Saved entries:
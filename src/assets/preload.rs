use crate::assets::decode::decode_image;
use crate::assets::media::probe_video;
use crate::assets::visual::{
    ClipCacheSettings, FfmpegVideoDecoder, VideoDecoder, VisualAsset, VisualSource,
};
use crate::foundation::error::{ReelError, ReelResult};

/// Decode every scene visual before any frame is emitted.
///
/// Images are decoded to pixels; clips are probed and their first frame decoded so a later seek
/// never lands on an unready source. The first failure aborts the whole batch.
#[tracing::instrument(skip(sources), fields(count = sources.len()))]
pub fn preload_visuals(
    sources: Vec<VisualSource>,
    clips: ClipCacheSettings,
) -> ReelResult<Vec<VisualAsset>> {
    let mut out = Vec::with_capacity(sources.len());
    for (index, source) in sources.into_iter().enumerate() {
        let asset = preload_one(source, clips)
            .map_err(|e| ReelError::asset_load(format!("scene {index}: {e}")))?;
        let (w, h) = asset.natural_dimensions();
        tracing::debug!(index, w, h, video = asset.is_video(), "scene visual ready");
        out.push(asset);
    }
    Ok(out)
}

/// [`preload_visuals`] on the blocking pool so decoding does not stall the runtime.
pub async fn preload_visuals_async(
    sources: Vec<VisualSource>,
    clips: ClipCacheSettings,
) -> ReelResult<Vec<VisualAsset>> {
    tokio::task::spawn_blocking(move || preload_visuals(sources, clips))
        .await
        .map_err(|e| ReelError::asset_load(format!("preload task failed: {e}")))?
}

fn preload_one(source: VisualSource, clips: ClipCacheSettings) -> ReelResult<VisualAsset> {
    match source {
        VisualSource::ImagePath(path) => {
            let bytes = std::fs::read(&path).map_err(|e| {
                ReelError::asset_load(format!("failed to read '{}': {e}", path.display()))
            })?;
            Ok(VisualAsset::Image(decode_image(&bytes)?))
        }
        VisualSource::ImageBytes(bytes) => Ok(VisualAsset::Image(decode_image(&bytes)?)),
        VisualSource::VideoPath(path) => {
            let info = probe_video(&path)?;
            ready_clip(Box::new(FfmpegVideoDecoder::new(info, clips)))
        }
        VisualSource::Video(decoder) => ready_clip(decoder),
    }
}

fn ready_clip(mut decoder: Box<dyn VideoDecoder>) -> ReelResult<VisualAsset> {
    let (w, h) = decoder.dimensions();
    if w == 0 || h == 0 {
        return Err(ReelError::asset_load("video clip reports zero dimensions"));
    }
    let first = decoder.frame_at(0.0)?;
    if (first.width, first.height) != (w, h) {
        return Err(ReelError::asset_load(format!(
            "first frame is {}x{}, clip reports {w}x{h}",
            first.width, first.height
        )));
    }
    Ok(VisualAsset::VideoClip(decoder))
}

#[cfg(test)]
#[path = "../../tests/unit/assets/preload.rs"]
mod tests;
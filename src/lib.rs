//! # VESC UART Emulator Library
//!
//! Make a custom motor controller look like a VESC to displays, phone apps
//! and loggers on its serial port.
//!
//! This library provides the VESC wire format (CRC16, framing), a stream
//! framer that resynchronizes over noisy serial input, the command dispatcher
//! for firmware version, live values, set current and keep-alive, and the
//! protocol engine that ties them to a serial transport.

pub mod config;
pub mod emulator;
pub mod error;
pub mod motor;
pub mod serial;
pub mod telemetry;
pub mod vesc;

-- Required action --
For the word "info", show every line of the entries that holds it.

-- Solution to the problem --
            let info = probe_video(&path)?;
            ready_clip(Box::new(FfmpegVideoDecoder::new(info, clips)))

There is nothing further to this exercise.